# Males Attacking Female?



## Amberjewel (Nov 13, 2015)

Two of my male Glowlight tetras are chasing my female Glowlight, Takara. Is this normal?


----------



## LittleStar (Oct 2, 2015)

Hi there, my .02: chasing is bad and bad isn't normal. Stress will make fish do these crazy things. Make sure your water parameters are safe, and get Kordon Fish Protector it is herbal, it has echinacea in it boosts immune system function, repairs scale tissue and reduces stress. Just a little because it coats quickly. If the chasing continues you'll have to separate. Good luck and Happy New Year!


----------



## RussellTheShihTzu (Mar 19, 2013)

It is perfectly normal behavior when you have two males trying to breed one female. What you term "attacking" is most likely attempting to mate.

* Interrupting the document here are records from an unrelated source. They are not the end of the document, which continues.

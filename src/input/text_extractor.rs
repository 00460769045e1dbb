//! Text extraction from uploaded resume documents

use crate::input::file_detector::MediaType;
use log::debug;
use quick_xml::events::Event;
use quick_xml::Reader;
use std::io::{Cursor, Read};
use std::panic::{self, AssertUnwindSafe};
use thiserror::Error;

/// A named binary payload with its declared media type.
#[derive(Debug, Clone, PartialEq, Eq)]
pub struct DocumentBlob {
    pub name: String,
    pub bytes: Vec<u8>,
    pub media_type: MediaType,
}

impl DocumentBlob {
    pub fn new(name: impl Into<String>, bytes: Vec<u8>, media_type: MediaType) -> Self {
        Self {
            name: name.into(),
            bytes,
            media_type,
        }
    }
}

#[derive(Debug, Clone, PartialEq, Eq, Error)]
#[error("{reason}")]
pub struct ExtractionError {
    pub reason: String,
}

impl ExtractionError {
    pub fn new(reason: impl Into<String>) -> Self {
        Self {
            reason: reason.into(),
        }
    }
}

#[derive(Debug, Clone, PartialEq, Eq)]
pub enum ExtractionResult {
    Text(String),
    Error(ExtractionError),
}

impl ExtractionResult {
    fn failed(reason: impl Into<String>) -> Self {
        ExtractionResult::Error(ExtractionError::new(reason))
    }
}

/// Byte-to-text transform. Implementations report every failure as
/// `ExtractionResult::Error` and never panic past this boundary.
pub trait TextExtractor: Send + Sync {
    fn extract(&self, blob: &DocumentBlob) -> ExtractionResult;
}

pub struct PdfExtractor;

impl TextExtractor for PdfExtractor {
    fn extract(&self, blob: &DocumentBlob) -> ExtractionResult {
        // pdf-extract panics on some malformed inputs
        let pages = panic::catch_unwind(AssertUnwindSafe(|| {
            pdf_extract::extract_text_from_mem_by_pages(&blob.bytes)
        }));

        match pages {
            Ok(Ok(pages)) if pages.is_empty() => {
                ExtractionResult::failed(format!("PDF '{}' has no readable pages", blob.name))
            }
            Ok(Ok(pages)) => {
                debug!("Extracted {} pages from PDF '{}'", pages.len(), blob.name);
                ExtractionResult::Text(pages.concat())
            }
            Ok(Err(e)) => ExtractionResult::failed(format!(
                "Failed to extract text from PDF '{}': {}",
                blob.name, e
            )),
            Err(_) => ExtractionResult::failed(format!(
                "Failed to extract text from PDF '{}': corrupt document",
                blob.name
            )),
        }
    }
}

pub struct DocxExtractor;

impl TextExtractor for DocxExtractor {
    fn extract(&self, blob: &DocumentBlob) -> ExtractionResult {
        let xml = match self.read_document_xml(&blob.bytes) {
            Ok(xml) => xml,
            Err(reason) => {
                return ExtractionResult::failed(format!(
                    "Failed to read DOCX '{}': {}",
                    blob.name, reason
                ))
            }
        };

        match self.paragraphs(&xml) {
            Ok(paragraphs) => {
                debug!("Extracted {} paragraphs from DOCX '{}'", paragraphs.len(), blob.name);
                ExtractionResult::Text(paragraphs.join("\n"))
            }
            Err(reason) => ExtractionResult::failed(format!(
                "Failed to parse DOCX '{}': {}",
                blob.name, reason
            )),
        }
    }
}

impl DocxExtractor {
    fn read_document_xml(&self, bytes: &[u8]) -> Result<String, String> {
        let mut archive = zip::ZipArchive::new(Cursor::new(bytes))
            .map_err(|e| format!("not a valid DOCX container ({})", e))?;
        let mut entry = archive
            .by_name("word/document.xml")
            .map_err(|_| "missing word/document.xml".to_string())?;

        let mut xml = String::new();
        entry
            .read_to_string(&mut xml)
            .map_err(|e| format!("unreadable word/document.xml ({})", e))?;
        Ok(xml)
    }

    /// Text of every paragraph in document order. Empty paragraphs stay as
    /// empty strings so they come out as blank lines.
    fn paragraphs(&self, xml: &str) -> Result<Vec<String>, String> {
        let mut reader = Reader::from_str(xml);
        let mut paragraphs = Vec::new();
        let mut open: Vec<String> = Vec::new();
        let mut in_text_run = false;

        loop {
            match reader.read_event() {
                Ok(Event::Start(e)) => match e.local_name().as_ref() {
                    b"p" => open.push(String::new()),
                    b"t" => in_text_run = true,
                    _ => {}
                },
                Ok(Event::Empty(e)) => match e.local_name().as_ref() {
                    b"p" => paragraphs.push(String::new()),
                    b"tab" => push_to_open(&mut open, "\t"),
                    b"br" | b"cr" => push_to_open(&mut open, "\n"),
                    _ => {}
                },
                Ok(Event::End(e)) => match e.local_name().as_ref() {
                    b"p" => {
                        if let Some(paragraph) = open.pop() {
                            paragraphs.push(paragraph);
                        }
                    }
                    b"t" => in_text_run = false,
                    _ => {}
                },
                Ok(Event::Text(text)) if in_text_run => {
                    let text = text.unescape().map_err(|e| e.to_string())?;
                    push_to_open(&mut open, &text);
                }
                Ok(Event::Eof) => break,
                Err(e) => {
                    return Err(format!(
                        "malformed XML at position {}: {}",
                        reader.buffer_position(),
                        e
                    ))
                }
                _ => {}
            }
        }

        Ok(paragraphs)
    }
}

fn push_to_open(open: &mut [String], text: &str) {
    if let Some(paragraph) = open.last_mut() {
        paragraph.push_str(text);
    }
}

/// Routes a blob to the extractor for its declared media type.
#[derive(Default)]
pub struct DocumentExtractor;

impl TextExtractor for DocumentExtractor {
    fn extract(&self, blob: &DocumentBlob) -> ExtractionResult {
        match blob.media_type {
            MediaType::Pdf => PdfExtractor.extract(blob),
            MediaType::Docx => DocxExtractor.extract(blob),
            MediaType::Unsupported => ExtractionResult::failed("unsupported format"),
        }
    }
}

#[cfg(test)]
mod tests {
    use super::*;
    use std::io::Write;
    use zip::write::SimpleFileOptions;

    fn docx_with_body(body: &str) -> Vec<u8> {
        let xml = format!(
            r#"<?xml version="1.0" encoding="UTF-8" standalone="yes"?>
<w:document xmlns:w="http://schemas.openxmlformats.org/wordprocessingml/2006/main"><w:body>{}</w:body></w:document>"#,
            body
        );
        let mut writer = zip::ZipWriter::new(Cursor::new(Vec::new()));
        writer
            .start_file("word/document.xml", SimpleFileOptions::default())
            .unwrap();
        writer.write_all(xml.as_bytes()).unwrap();
        writer.finish().unwrap().into_inner()
    }

    #[test]
    fn test_docx_paragraphs_joined_with_newlines() {
        let bytes = docx_with_body(
            "<w:p><w:r><w:t>Jane Doe</w:t></w:r></w:p>\
             <w:p/>\
             <w:p><w:r><w:t xml:space=\"preserve\">Go &amp; SQL, </w:t></w:r><w:r><w:t>5 years</w:t></w:r></w:p>",
        );
        let blob = DocumentBlob::new("jane.docx", bytes, MediaType::Docx);

        assert_eq!(
            DocumentExtractor.extract(&blob),
            ExtractionResult::Text("Jane Doe\n\nGo & SQL, 5 years".to_string())
        );
    }

    #[test]
    fn test_docx_tabs_and_breaks() {
        let bytes = docx_with_body("<w:p><w:r><w:t>Skills</w:t><w:tab/><w:t>Rust</w:t><w:br/><w:t>Go</w:t></w:r></w:p>");
        let blob = DocumentBlob::new("tabs.docx", bytes, MediaType::Docx);

        assert_eq!(
            DocxExtractor.extract(&blob),
            ExtractionResult::Text("Skills\tRust\nGo".to_string())
        );
    }

    #[test]
    fn test_docx_not_a_zip() {
        let blob = DocumentBlob::new("broken.docx", b"definitely not a zip".to_vec(), MediaType::Docx);
        match DocumentExtractor.extract(&blob) {
            ExtractionResult::Error(e) => assert!(e.reason.contains("broken.docx")),
            other => panic!("expected extraction error, got {:?}", other),
        }
    }

    #[test]
    fn test_docx_missing_document_part() {
        let mut writer = zip::ZipWriter::new(Cursor::new(Vec::new()));
        writer.start_file("word/styles.xml", SimpleFileOptions::default()).unwrap();
        writer.write_all(b"<w:styles/>").unwrap();
        let bytes = writer.finish().unwrap().into_inner();

        let blob = DocumentBlob::new("empty.docx", bytes, MediaType::Docx);
        match DocumentExtractor.extract(&blob) {
            ExtractionResult::Error(e) => assert!(e.reason.contains("word/document.xml")),
            other => panic!("expected extraction error, got {:?}", other),
        }
    }

    #[test]
    fn test_corrupt_pdf_is_reported_not_raised() {
        let blob = DocumentBlob::new("scan.pdf", b"%PDF-1.4 garbage".to_vec(), MediaType::Pdf);
        assert!(matches!(DocumentExtractor.extract(&blob), ExtractionResult::Error(_)));
    }

    #[test]
    fn test_unsupported_is_not_parsed() {
        let blob = DocumentBlob::new("notes.txt", b"plain text resume".to_vec(), MediaType::Unsupported);
        assert_eq!(
            DocumentExtractor.extract(&blob),
            ExtractionResult::Error(ExtractionError::new("unsupported format"))
        );
    }
}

You should have at least six Tetra as they are shoaling fish and need that minimum number to disperse breeding aggression/frustration.

Wait! I just read you have *six* males and one female???? You need to rectify this situation immediately or you will find your female dead. I would not put a Betta in that tank until you do. You also need a lot more live plants. For a successful Betta/community you shouldn't be able to see from front to back or side to side. This is much as to keep the Betta safe from nipping. Betta are nipped by other fish ... especially Tetra ... more often than they do the nipping.


----------



## Aqua Aurora (Oct 4, 2013)

What is your ratio of males to females? I find its good to have bare minim 1:1, but 1:2 :m:f is better to spread out the 'attention'. Also the schools should be at least 6 glow light, but more is better if the tnak is large enough to allow for more (so 3:3 or 2:4 m:f ratio).
If there are only 3 in the tank the dominant one will harass the weaker/weakest alot-to death-get more asap to make a proper school or return them all before one dies.
Increasing decor/plant mass in the tank to make more line of sight break up (including upper level of water column) also helps "Out of sight, out of mind".


----------



## Amberjewel (Nov 13, 2015)

The reason I only have 1 female is that I thought I was getting 7 males but I ended up getting a female. Planning to go to the pet store and getting more females. I feel bad now.


----------



## Amberjewel (Nov 13, 2015)

Should I separate the female for now?


----------



## RussellTheShihTzu (Mar 19, 2013)

She might be okay until tomorrow. But if it's going to be longer I'd separate her.


----------



## Amberjewel (Nov 13, 2015)

I took a plastic container and put her inside for now. The container is hooked to the side of the main tank. Completely irrelevant, but my tank is super cloudy. Is this bad?


----------



## Amberjewel (Nov 13, 2015)

Takara seems to not appreciate being along... She just jumped from her tank into the 20 gallon...


----------



## RussellTheShihTzu (Mar 19, 2013)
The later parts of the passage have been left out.